#### Data to use ####
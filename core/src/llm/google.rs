//! Google Generative AI (Gemini) provider
//!
//! Gemini has no system role; the system prompt is folded into the first
//! user turn. Assistant turns map to the "model" role.

use anyhow::{bail, Context, Result};
use async_trait::async_trait;
use reqwest::{header::CONTENT_TYPE, Client as HttpClient, StatusCode};
use serde::{Deserialize, Serialize};

use super::{
    chat::{Message, MessageRole},
    http_client, Provider, ProviderConfig,
};
use crate::error::ReagentError;

pub struct GoogleProvider {
    config: ProviderConfig,
    http: HttpClient,
}

impl GoogleProvider {
    pub fn new(config: ProviderConfig) -> Result<Self> {
        if config.api_key.as_deref().unwrap_or("").is_empty() {
            return Err(ReagentError::MissingApiKey("google".to_string()).into());
        }
        Ok(GoogleProvider {
            config,
            http: http_client()?,
        })
    }
}

#[async_trait]
impl Provider for GoogleProvider {
    async fn generate(&self, messages: &[Message], temperature: f32) -> Result<String> {
        let mut system = None;
        let mut contents: Vec<GeminiContent> = Vec::new();

        for msg in messages {
            match msg.role {
                MessageRole::System => system = Some(msg.content.clone()),
                MessageRole::User | MessageRole::Assistant => {
                    let role = if msg.role == MessageRole::Assistant {
                        "model"
                    } else {
                        "user"
                    };
                    contents.push(GeminiContent {
                        role: role.to_string(),
                        parts: vec![GeminiPart {
                            text: msg.content.clone(),
                        }],
                    });
                }
            }
        }

        if let Some(sys) = system {
            if let Some(first) = contents.first_mut() {
                first.parts[0].text = format!("System: {}\n\nUser: {}", sys, first.parts[0].text);
            } else {
                contents.push(GeminiContent {
                    role: "user".to_string(),
                    parts: vec![GeminiPart { text: sys }],
                });
            }
        }

        let url = format!(
            "{}/v1beta/models/{}:generateContent?key={}",
            self.config.base_url,
            self.config.model,
            self.config.api_key.as_deref().unwrap_or("")
        );

        let body = GeminiRequest {
            contents,
            generation_config: GeminiGenerationConfig {
                max_output_tokens: self.config.max_tokens,
                temperature,
            },
        };

        let response = self
            .http
            .post(&url)
            .header(CONTENT_TYPE, "application/json")
            .json(&body)
            .send()
            .await
            .context("Failed to send request to Gemini API")?;

        match response.status() {
            StatusCode::OK => {
                let body: GeminiResponse = response
                    .json()
                    .await
                    .context("Failed to parse Gemini response")?;
                Ok(body
                    .candidates
                    .into_iter()
                    .next()
                    .and_then(|c| c.content.parts.into_iter().next())
                    .map(|p| p.text)
                    .unwrap_or_default())
            }
            StatusCode::UNAUTHORIZED | StatusCode::FORBIDDEN => {
                bail!("Authentication failed. Check your API key.");
            }
            StatusCode::TOO_MANY_REQUESTS => {
                bail!("Rate limit exceeded. Please try again later.");
            }
            status => {
                let error_body: Option<serde_json::Value> = response.json().await.ok();
                let message = error_body
                    .as_ref()
                    .and_then(|v| v.get("error").and_then(|e| e.get("message")))
                    .and_then(|v| v.as_str())
                    .unwrap_or("Unknown error")
                    .to_string();
                Err(ReagentError::Provider {
                    status: status.as_u16(),
                    message,
                }
                .into())
            }
        }
    }

    fn model_name(&self) -> &str {
        &self.config.model
    }
}

#[derive(Serialize)]
struct GeminiRequest {
    contents: Vec<GeminiContent>,
    #[serde(rename = "generationConfig")]
    generation_config: GeminiGenerationConfig,
}

#[derive(Serialize, Deserialize)]
struct GeminiContent {
    role: String,
    parts: Vec<GeminiPart>,
}

#[derive(Serialize, Deserialize)]
struct GeminiPart {
    text: String,
}

#[derive(Serialize)]
struct GeminiGenerationConfig {
    #[serde(rename = "maxOutputTokens")]
    max_output_tokens: u32,
    temperature: f32,
}

#[derive(Deserialize)]
struct GeminiResponse {
    #[serde(default)]
    candidates: Vec<GeminiCandidate>,
}

#[derive(Deserialize)]
struct GeminiCandidate {
    content: GeminiContent,
}
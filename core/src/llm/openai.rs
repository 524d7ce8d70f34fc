//! OpenAI-compatible provider
//!
//! Talks to any `/chat/completions` endpoint: OpenAI itself, Ollama,
//! LM Studio and other local servers. When no API key is configured the
//! Authorization header is omitted (local endpoints don't want one).

use anyhow::{bail, Context, Result};
use async_trait::async_trait;
use reqwest::{
    header::{HeaderMap, CONTENT_TYPE},
    Client as HttpClient, StatusCode,
};
use serde::{Deserialize, Serialize};

use super::{chat::Message, http_client, Provider, ProviderConfig};
use crate::error::ReagentError;

pub struct OpenAiProvider {
    config: ProviderConfig,
    http: HttpClient,
}

impl OpenAiProvider {
    pub fn new(config: ProviderConfig) -> Result<Self> {
        Ok(OpenAiProvider {
            config,
            http: http_client()?,
        })
    }

    fn build_headers(&self) -> Result<HeaderMap> {
        let mut headers = HeaderMap::new();
        headers.insert(CONTENT_TYPE, "application/json".parse().unwrap());
        if let Some(api_key) = &self.config.api_key {
            if !api_key.is_empty() {
                headers.insert(
                    "Authorization",
                    format!("Bearer {}", api_key)
                        .parse()
                        .context("Invalid API key characters")?,
                );
            }
        }
        Ok(headers)
    }
}

#[async_trait]
impl Provider for OpenAiProvider {
    async fn generate(&self, messages: &[Message], temperature: f32) -> Result<String> {
        let url = format!("{}/chat/completions", self.config.base_url);

        let body = OpenAiRequest {
            model: &self.config.model,
            messages,
            max_tokens: self.config.max_tokens,
            temperature,
            stream: false,
        };

        let response = self
            .http
            .post(&url)
            .headers(self.build_headers()?)
            .json(&body)
            .send()
            .await
            .context("Failed to send request to OpenAI-compatible API")?;

        match response.status() {
            StatusCode::OK => {
                let body: OpenAiResponse = response
                    .json()
                    .await
                    .context("Failed to parse OpenAI response")?;
                Ok(body
                    .choices
                    .into_iter()
                    .next()
                    .map(|c| c.message.content)
                    .unwrap_or_default())
            }
            StatusCode::UNAUTHORIZED => {
                bail!("Authentication failed. Check your API key.");
            }
            StatusCode::TOO_MANY_REQUESTS => {
                bail!("Rate limit exceeded. Please try again later.");
            }
            status => {
                let error_body: Option<serde_json::Value> = response.json().await.ok();
                let message = error_body
                    .as_ref()
                    .and_then(|v| v.get("error").and_then(|e| e.get("message")))
                    .and_then(|v| v.as_str())
                    .unwrap_or("Unknown error")
                    .to_string();
                Err(ReagentError::Provider {
                    status: status.as_u16(),
                    message,
                }
                .into())
            }
        }
    }

    fn model_name(&self) -> &str {
        &self.config.model
    }
}

#[derive(Serialize)]
struct OpenAiRequest<'a> {
    model: &'a str,
    messages: &'a [Message],
    max_tokens: u32,
    temperature: f32,
    stream: bool,
}

#[derive(Deserialize)]
struct OpenAiResponse {
    choices: Vec<OpenAiChoice>,
}

#[derive(Deserialize)]
struct OpenAiChoice {
    message: OpenAiMessage,
}

#[derive(Deserialize)]
struct OpenAiMessage {
    content: String,
}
####
▶ **Activity**: Every record above is to be transcribed exactly.

▶ **Finished task**:
filename core/src/llm/google.rs
//! Google Generative AI (Gemini) provider
//!
//! Gemini has no system role; the system prompt is folded into the first
//! user turn. Assistant turns map to the "model" role.

use anyhow::{bail, Context, Result};
use async_trait::async_trait;
use reqwest::{header::CONTENT_TYPE, Client as HttpClient, StatusCode};
use serde::{Deserialize, Serialize};

use super::{
    chat::{Message, MessageRole},
    http_client, Provider, ProviderConfig,
};
use crate::error::ReagentError;

pub struct GoogleProvider {
    config: ProviderConfig,
    http: HttpClient,
}

impl GoogleProvider {
    pub fn new(config: ProviderConfig) -> Result<Self> {
        if config.api_key.as_deref().unwrap_or("").is_empty() {
            return Err(ReagentError::MissingApiKey("google".to_string()).into());
        }
        Ok(GoogleProvider {
            config,
            http: http_client()?,
        })
    }
}

#[async_trait]
impl Provider for GoogleProvider {
    async fn generate(&self, messages: &[Message], temperature: f32) -> Result<String> {
        let mut system = None;
        let mut contents: Vec<GeminiContent> = Vec::new();

        for msg in messages {
            match msg.role {
                MessageRole::System => system = Some(msg.content.clone()),
                MessageRole::User | MessageRole::Assistant => {
                    let role = if msg.role == MessageRole::Assistant {
                        "model"
                    } else {
                        "user"
                    };
                    contents.push(GeminiContent {
                        role: role.to_string(),
                        parts: vec![GeminiPart {
                            text: msg.content.clone(),
                        }],
                    });
                }
            }
        }

        if let Some(sys) = system {
            if let Some(first) = contents.first_mut() {
                first.parts[0].text = format!("System: {}\n\nUser: {}", sys, first.parts[0].text);
            } else {
                contents.push(GeminiContent {
                    role: "user".to_string(),
                    parts: vec![GeminiPart { text: sys }],
                });
            }
        }

        let url = format!(
            "{}/v1beta/models/{}:generateContent?key={}",
            self.config.base_url,
            self.config.model,
            self.config.api_key.as_deref().unwrap_or("")
        );

        let body = GeminiRequest {
            contents,
            generation_config: GeminiGenerationConfig {
                max_output_tokens: self.config.max_tokens,
                temperature,
            },
        };

        let response = self
            .http
            .post(&url)
            .header(CONTENT_TYPE, "application/json")
            .json(&body)
            .send()
            .await
            .context("Failed to send request to Gemini API")?;

        match response.status() {
            StatusCode::OK => {
                let body: GeminiResponse = response
                    .json()
                    .await
                    .context("Failed to parse Gemini response")?;
                Ok(body
                    .candidates
                    .into_iter()
                    .next()
                    .and_then(|c| c.content.parts.into_iter().next())
                    .map(|p| p.text)
                    .unwrap_or_default())
            }
            StatusCode::UNAUTHORIZED | StatusCode::FORBIDDEN => {
                bail!("Authentication failed. Check your API key.");
            }
            StatusCode::TOO_MANY_REQUESTS => {
                bail!("Rate limit exceeded. Please try again later.");
            }
            status => {
                let error_body: Option<serde_json::Value> = response.json().await.ok();
                let message = error_body
                    .as_ref()
                    .and_then(|v| v.get("error").and_then(|e| e.get("message")))
                    .and_then(|v| v.as_str())
                    .unwrap_or("Unknown error")
                    .to_string();
                Err(ReagentError::Provider {
                    status: status.as_u16(),
                    message,
                }
                .into())
            }
        }
    }

    fn model_name(&self) -> &str {
        &self.config.model
    }
}

#[derive(Serialize)]
struct GeminiRequest {
    contents: Vec<GeminiContent>,
    #[serde(rename = "generationConfig")]
    generation_config: GeminiGenerationConfig,
}

#[derive(Serialize, Deserialize)]
struct GeminiContent {
    role: String,
    parts: Vec<GeminiPart>,
}

#[derive(Serialize, Deserialize)]
struct GeminiPart {
    text: String,
}

#[derive(Serialize)]
struct GeminiGenerationConfig {
    #[serde(rename = "maxOutputTokens")]
    max_output_tokens: u32,
    temperature: f32,
}

#[derive(Deserialize)]
struct GeminiResponse {
    #[serde(default)]
    candidates: Vec<GeminiCandidate>,
}

#[derive(Deserialize)]
struct GeminiCandidate {
    content: GeminiContent,
}
filename core/src/llm/openai.rs
repository 524d7ce8d70f34fc
//! OpenAI-compatible provider
//!
//! Talks to any `/chat/completions` endpoint: OpenAI itself, Ollama,
//! LM Studio and other local servers. When no API key is configured the
//! Authorization header is omitted (local endpoints don't want one).

use anyhow::{bail, Context, Result};
use async_trait::async_trait;
use reqwest::{
    header::{HeaderMap, CONTENT_TYPE},
    Client as HttpClient, StatusCode,
};
use serde::{Deserialize, Serialize};

use super::{chat::Message, http_client, Provider, ProviderConfig};
use crate::error::ReagentError;

pub struct OpenAiProvider {
    config: ProviderConfig,
    http: HttpClient,
}

impl OpenAiProvider {
    pub fn new(config: ProviderConfig) -> Result<Self> {
        Ok(OpenAiProvider {
            config,
            http: http_client()?,
        })
    }

    fn build_headers(&self) -> Result<HeaderMap> {
        let mut headers = HeaderMap::new();
        headers.insert(CONTENT_TYPE, "application/json".parse().unwrap());
        if let Some(api_key) = &self.config.api_key {
            if !api_key.is_empty() {
                headers.insert(
                    "Authorization",
                    format!("Bearer {}", api_key)
                        .parse()
                        .context("Invalid API key characters")?,
                );
            }
        }
        Ok(headers)
    }
}

#[async_trait]
impl Provider for OpenAiProvider {
    async fn generate(&self, messages: &[Message], temperature: f32) -> Result<String> {
        let url = format!("{}/chat/completions", self.config.base_url);

        let body = OpenAiRequest {
            model: &self.config.model,
            messages,
            max_tokens: self.config.max_tokens,
            temperature,
            stream: false,
        };

        let response = self
            .http
            .post(&url)
            .headers(self.build_headers()?)
            .json(&body)
            .send()
            .await
            .context("Failed to send request to OpenAI-compatible API")?;

        match response.status() {
            StatusCode::OK => {
                let body: OpenAiResponse = response
                    .json()
                    .await
                    .context("Failed to parse OpenAI response")?;
                Ok(body
                    .choices
                    .into_iter()
                    .next()
                    .map(|c| c.message.content)
                    .unwrap_or_default())
            }
            StatusCode::UNAUTHORIZED => {
                bail!("Authentication failed. Check your API key.");
            }
            StatusCode::TOO_MANY_REQUESTS => {
                bail!("Rate limit exceeded. Please try again later.");
            }
            status => {
                let error_body: Option<serde_json::Value> = response.json().await.ok();
                let message = error_body
                    .as_ref()
                    .and_then(|v| v.get("error").and_then(|e| e.get("message")))
                    .and_then(|v| v.as_str())
                    .unwrap_or("Unknown error")
                    .to_string();
                Err(ReagentError::Provider {
                    status: status.as_u16(),
                    message,
                }
                .into())
            }
        }
    }

    fn model_name(&self) -> &str {
        &self.config.model
    }
}

#[derive(Serialize)]
struct OpenAiRequest<'a> {
    model: &'a str,
    messages: &'a [Message],
    max_tokens: u32,
    temperature: f32,
    stream: bool,
}

#[derive(Deserialize)]
struct OpenAiResponse {
    choices: Vec<OpenAiChoice>,
}

#[derive(Deserialize)]
struct OpenAiChoice {
    message: OpenAiMessage,
}

#[derive(Deserialize)]
struct OpenAiMessage {
    content: String,
}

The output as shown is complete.